=== DATA RECORDS ===

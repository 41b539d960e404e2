//! Display Adapter Trait
//!
//! Rendering is fire-and-forget: the display reports nothing back and the
//! pipeline never waits on it beyond the call itself. Pixel and glyph work
//! belongs to the implementation.

use crate::display::{Category, Field, Rgb565};

/// On-device display
pub trait Display {
    /// Render a number into a field
    fn render_value(&mut self, digits: u32, field: Field);

    /// Render text into a field with foreground/background colours
    fn render_label(&mut self, text: &str, field: Field, fg: Rgb565, bg: Rgb565);

    /// Render a health category into a field
    fn render_category(&mut self, category: Category, field: Field);
}

impl<T: Display + ?Sized> Display for &mut T {
    fn render_value(&mut self, digits: u32, field: Field) {
        (**self).render_value(digits, field)
    }

    fn render_label(&mut self, text: &str, field: Field, fg: Rgb565, bg: Rgb565) {
        (**self).render_label(text, field, fg, bg)
    }

    fn render_category(&mut self, category: Category, field: Field) {
        (**self).render_category(category, field)
    }
}
//! Time-Related Constants
//!
//! Sampling periods, report cadence and session durations used by the
//! default configuration.

// ===== TIME UNIT CONVERSIONS =====

/// Milliseconds per second.
pub const MS_PER_SECOND: u64 = 1000;

/// Milliseconds per minute.
///
/// Numerator of the interval-to-rate conversion: `bpm = 60000 / interval_ms`.
pub const MS_PER_MINUTE: u32 = 60_000;

// ===== SAMPLING =====

/// Default PPG sampling interval (milliseconds).
///
/// 500 Hz. Comfortably above the 0.5-4 Hz cardiac band and fast enough
/// that the 650 ms refractory period is resolved to within 2 ms.
pub const DEFAULT_SAMPLE_INTERVAL_MS: u32 = 2;

/// Interval between display refreshes and classifications (milliseconds).
///
/// Display writes are slow relative to the sampling period and must stay
/// off the per-tick path.
pub const DEFAULT_REPORT_INTERVAL_MS: u32 = 3000;

/// Interval between stabilisation progress log lines (milliseconds).
pub const STABILIZATION_LOG_INTERVAL_MS: u64 = 500;

// ===== SESSION =====

/// Time after session start during which filters settle and detection is
/// suppressed (milliseconds).
pub const DEFAULT_STABILIZATION_MS: u64 = 5000;

/// Default measurement window after which the session finishes
/// (milliseconds).
pub const DEFAULT_MEASUREMENT_WINDOW_MS: u64 = 30_000;

// ===== DETECTION TIMING =====

/// Minimum time between two registered beats (milliseconds).
///
/// Also the upper bound on detectable rate: 650 ms is 92 BPM, below the
/// tachycardia limit. Faster pulses register every other beat.
pub const DEFAULT_REFRACTORY_MS: u64 = 650;

/// Period between recomputations of the adaptive threshold (milliseconds).
pub const DEFAULT_THRESHOLD_UPDATE_MS: u64 = 1000;

/// Time without a beat after which the beat window is discarded
/// (milliseconds).
pub const DEFAULT_NO_PEAK_TIMEOUT_MS: u64 = 5000;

===

* **WHAT YOU NEED TO DO**
Starting with the line that holds "Milliseconds per minute." and ending with the line that holds "pub const DEFAULT_SAMPLE_INTERVAL_MS: u32", retype every line in the data above exactly, and nothing else.

* **WRITTEN RESPONSE**
/// Milliseconds per minute.
///
/// Numerator of the interval-to-rate conversion: `bpm = 60000 / interval_ms`.
pub const MS_PER_MINUTE: u32 = 60_000;

// ===== SAMPLING =====

/// Default PPG sampling interval (milliseconds).
///
/// 500 Hz. Comfortably above the 0.5-4 Hz cardiac band and fast enough
/// that the 650 ms refractory period is resolved to within 2 ms.
pub const DEFAULT_SAMPLE_INTERVAL_MS: u32 = 2;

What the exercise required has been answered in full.